30

Callejón sin Salida

Sebastián dormía tendido a lo largo del coy. Lo hacía sin camisa, por el sofocante calor que impregnaba la cubierta. Y su cuello quedaba al descubierto. El hombre centró la cuerda, la tensó tirando con fuerza de los dos extremos, y se abalanzó contra él.

Antes de que lo atrapara, el ingeniero alzó el afilado formón que había tomado de la carpintería y solía tener prevenido durante la noche. Con un giro seco y preciso lo clavó en el brazo izquierdo de su atacante, acertando de lleno. Reprimió éste un grito de dolor. El impacto fue tan fuerte que lo hizo caer a un lado, contra el tabique de madera que los separaba de la proa.

Mientras los compañeros se despertaban, trató de incorporarse en la hamaca para perseguir a su agresor. Éste se había retirado hasta el lugar por el que accediera, la escotilla del pañol del contramaestre abierta en el suelo. Arrastrándose a la desesperada, consiguió llegar a ella.

Intentó seguirle Fonseca.
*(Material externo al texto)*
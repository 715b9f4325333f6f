// Vector overlay: one metric polyline per lifespan, a dark halo under a bright line.

use crate::config::OverlayConfig;
use crate::cull::visible_extent;
use crate::models::{ChartData, Lifespan, Metric, Point, Rgb};
use crate::scale::Scales;
use crate::surface::{PathClass, PathElement, Stroke, VectorSurface};

pub struct OverlayRenderer {
    metric: Metric,
    min_lifespan_width: f64,
    halo: Stroke,
    line: Stroke,
}

impl OverlayRenderer {
    pub fn new(config: &OverlayConfig, line_color: Rgb, min_lifespan_width: f64) -> Self {
        Self {
            metric: config.metric,
            min_lifespan_width,
            halo: Stroke {
                color: Rgb::BLACK,
                width: config.halo_width,
            },
            line: Stroke {
                color: line_color,
                width: config.line_width,
            },
        }
    }

    pub fn metric(&self) -> Metric {
        self.metric
    }

    /// Paths for one lifespan: empty when culled, else halo then line.
    pub fn geometry(
        &self,
        lifespan: &Lifespan,
        scales: &Scales,
        drawable_width: f64,
    ) -> Vec<PathElement> {
        if visible_extent(lifespan, &scales.time, drawable_width, self.min_lifespan_width)
            .is_none()
        {
            return Vec::new();
        }
        let metric_scale = scales.metrics.get(self.metric);
        let points: Vec<Point> = lifespan
            .log
            .iter()
            .map(|snap| {
                Point::new(
                    scales.time.to_pixel(snap.end_ms()),
                    metric_scale.to_pixel(snap.metric(self.metric)),
                )
            })
            .filter(Point::is_finite)
            .collect();
        if points.is_empty() {
            return Vec::new();
        }
        vec![
            PathElement {
                class: PathClass::Halo,
                stroke: self.halo,
                points: points.clone(),
            },
            PathElement {
                class: PathClass::Line,
                stroke: self.line,
                points,
            },
        ]
    }

    /// Rebind every lifespan's paths. Returns how many lifespans got geometry.
    pub fn render<V: VectorSurface>(
        &self,
        surface: &mut V,
        data: &ChartData,
        scales: &Scales,
        drawable_width: f64,
    ) -> usize {
        let mut drawn = 0;
        for (index, lifespan) in data.lifespans.iter().enumerate() {
            let paths = self.geometry(lifespan, scales, drawable_width);
            if !paths.is_empty() {
                drawn += 1;
            }
            surface.bind_paths(index, paths);
        }
        tracing::trace!(operation = "render_overlay", lifespans = drawn, "overlay rebound");
        drawn
    }
}
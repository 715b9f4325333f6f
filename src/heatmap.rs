// Raster heatmap: one row per bucket boundary, one column run per snapshot.
// Every paint repaints the whole surface; cost is bounded by visible pixels once culled.

use crate::config::HeatmapConfig;
use crate::cull::visible_extent;
use crate::models::{ChartData, ColorMap, Rgb};
use crate::scale::Scales;
use crate::surface::RasterSurface;

/// How much darker than the color map's zero the empty-cell color is.
const EMPTY_DARKEN: f64 = 1.15;

/// Work done by one paint pass.
#[derive(Debug, Clone, Copy, Default, PartialEq, Eq)]
pub struct PaintStats {
    pub lifespans: usize,
    pub cells: usize,
}

pub struct HeatmapRasterizer {
    color_map: Box<dyn ColorMap>,
    background: Rgb,
    empty_color: Rgb,
    empty_threshold: f64,
    min_lifespan_width: f64,
}

impl HeatmapRasterizer {
    pub fn new(color_map: Box<dyn ColorMap>, background: Rgb, config: &HeatmapConfig) -> Self {
        let empty_color = color_map.color(0.0).darker(EMPTY_DARKEN);
        Self {
            color_map,
            background,
            empty_color,
            empty_threshold: config.empty_threshold,
            min_lifespan_width: config.min_lifespan_width,
        }
    }

    pub fn empty_color(&self) -> Rgb {
        self.empty_color
    }

    /// Color for one cell. Values at or below the threshold get the muted empty color so
    /// that "no load" does not read as a low value.
    pub fn cell_color(&self, perf: f64) -> Rgb {
        if perf > self.empty_threshold {
            self.color_map.color(perf)
        } else {
            self.empty_color
        }
    }

    pub fn paint<R: RasterSurface>(
        &self,
        surface: &mut R,
        data: &ChartData,
        scales: &Scales,
        drawable_width: f64,
    ) -> PaintStats {
        surface.fill(self.background);

        let buckets = &scales.buckets;
        let row_height = buckets.bandwidth().ceil() as i32;
        let rows: Vec<i32> = (0..buckets.len())
            .filter_map(|i| buckets.position(i))
            .map(|y| y.floor() as i32)
            .collect();

        let mut stats = PaintStats::default();
        for lifespan in &data.lifespans {
            if visible_extent(lifespan, &scales.time, drawable_width, self.min_lifespan_width)
                .is_none()
            {
                continue;
            }
            stats.lifespans += 1;

            for snap in &lifespan.log {
                let x1 = scales.time.to_pixel(snap.start_ms()).floor();
                let x2 = scales.time.to_pixel(snap.end_ms()).floor();
                let width = x2 - x1;
                // sub-pixel snapshots would be wasted draw calls
                if !(width >= 1.0) {
                    continue;
                }
                for (perf, y) in snap.weighted_perf.iter().zip(&rows) {
                    surface.fill_rect(
                        x1 as i32,
                        *y,
                        width as i32,
                        row_height,
                        self.cell_color(*perf),
                    );
                    stats.cells += 1;
                }
            }
        }
        tracing::trace!(
            operation = "paint_heatmap",
            lifespans = stats.lifespans,
            cells = stats.cells,
            "heatmap painted"
        );
        stats
    }
}
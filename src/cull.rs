// Reject-before-draw filtering shared by the heatmap and the vector overlay.

use crate::models::Lifespan;
use crate::scale::TimeScale;

/// Horizontal pixel extent of a lifespan under the current time scale.
#[derive(Debug, Clone, Copy, PartialEq)]
pub struct PixelExtent {
    pub start: f64,
    pub end: f64,
}

impl PixelExtent {
    pub fn width(&self) -> f64 {
        self.end - self.start
    }
}

/// Extent of `lifespan` when it is worth drawing: finite, at least `min_width` pixels wide
/// and overlapping `[0, drawable_width]`. None for empty logs.
pub fn visible_extent(
    lifespan: &Lifespan,
    time: &TimeScale,
    drawable_width: f64,
    min_width: f64,
) -> Option<PixelExtent> {
    let start = time.instant_to_pixel(lifespan.effective_start()?);
    let end = time.instant_to_pixel(lifespan.effective_end()?);
    if !start.is_finite() || !end.is_finite() {
        return None;
    }
    let extent = PixelExtent { start, end };
    if end < 0.0 || start > drawable_width || extent.width() < min_width {
        return None;
    }
    Some(extent)
}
Pero su enemigo logró bajar hasta el sollado, atrancando desde allí para cerrarle el paso.

«Desde luego, lo tenía bien planeado», pensó Sebastián mientras golpeaba con rabia la trampilla.

—¿Qué pasa ahí? —le preguntó uno de sus vecinos.
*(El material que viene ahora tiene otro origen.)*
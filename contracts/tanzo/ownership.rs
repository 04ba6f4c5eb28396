//! Two-step administrative handover.
//!
//! The current owner nominates a candidate, and only that candidate can
//! complete the handover by claiming. Until then the old owner keeps full
//! control and may replace the offer.

use crate::model::{Error, Result};
use ink::primitives::AccountId;

#[derive(Debug, Clone, Copy, PartialEq, Eq)]
#[ink::scale_derive(Encode, Decode, TypeInfo)]
#[cfg_attr(feature = "std", derive(ink::storage::traits::StorageLayout))]
pub enum Ownership {
    Settled {
        owner_acc: AccountId,
    },
    Offered {
        owner_acc: AccountId,
        pending_acc: AccountId,
    },
}

impl Ownership {
    pub fn new(owner_acc: AccountId) -> Self {
        Ownership::Settled { owner_acc }
    }

    pub fn owner(&self) -> AccountId {
        match *self {
            Ownership::Settled { owner_acc } | Ownership::Offered { owner_acc, .. } => owner_acc,
        }
    }

    /// Candidate of the open offer, if any.
    pub fn pending(&self) -> Option<AccountId> {
        match *self {
            Ownership::Settled { .. } => None,
            Ownership::Offered { pending_acc, .. } => Some(pending_acc),
        }
    }

    pub fn ensure_owner(&self, caller_acc: AccountId) -> Result<()> {
        if caller_acc != self.owner() {
            return Err(Error::NotOwner)
        }
        Ok(())
    }

    /// Opens (or replaces) an offer to `candidate_acc`.
    pub fn nominate(self, caller_acc: AccountId, candidate_acc: AccountId) -> Result<Self> {
        self.ensure_owner(caller_acc)?;
        Ok(Ownership::Offered {
            owner_acc: self.owner(),
            pending_acc: candidate_acc,
        })
    }

    /// Completes the handover; the offer slot is cleared in the same step.
    pub fn claim(self, caller_acc: AccountId) -> Result<Self> {
        match self {
            Ownership::Offered { pending_acc, .. } if pending_acc == caller_acc => {
                Ok(Ownership::Settled { owner_acc: pending_acc })
            }
            _ => Err(Error::NotPendingOwner),
        }
    }
}
use ink::primitives::AccountId;

pub type Balance = u128;
pub type Result<T> = core::result::Result<T, Error>;

/// Number of decimal places the base unit is scaled by.
pub const DECIMALS: u8 = 18;
pub const SCALING_FACTOR: Balance = 1_000_000_000_000_000_000;
/// Fixed supply, minted once to the deployer.
pub const TOTAL_SUPPLY: Balance = 500_000_000 * SCALING_FACTOR;

/// Sentinel account that can never receive value.
pub fn zero_account() -> AccountId {
    AccountId::from([0u8; 32])
}

#[derive(Debug, Clone, Copy, PartialEq, Eq)]
#[ink::scale_derive(Encode, Decode, TypeInfo)]
pub enum Error {
    // authorization
    NotOwner,
    NotPendingOwner,

    // funds
    InsufficientBalance,
    InsufficientAllowance,

    // arguments
    ZeroAddress,

    Overflow,
}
—Nada —se disculpó—. Un mal sueño. Me caí.

Era mejor dejarlo estar. Ahora su adversario tenía una marca que no podría ocultar.

Por la mañana buscó a alguien con una herida en el brazo izquierdo. Y durante todo el día se mantuvo atento a cuantos se cruzaban en su camino. Ni rastro.

«¿Qué está sucediendo aquí?», se dijo, con extrañeza.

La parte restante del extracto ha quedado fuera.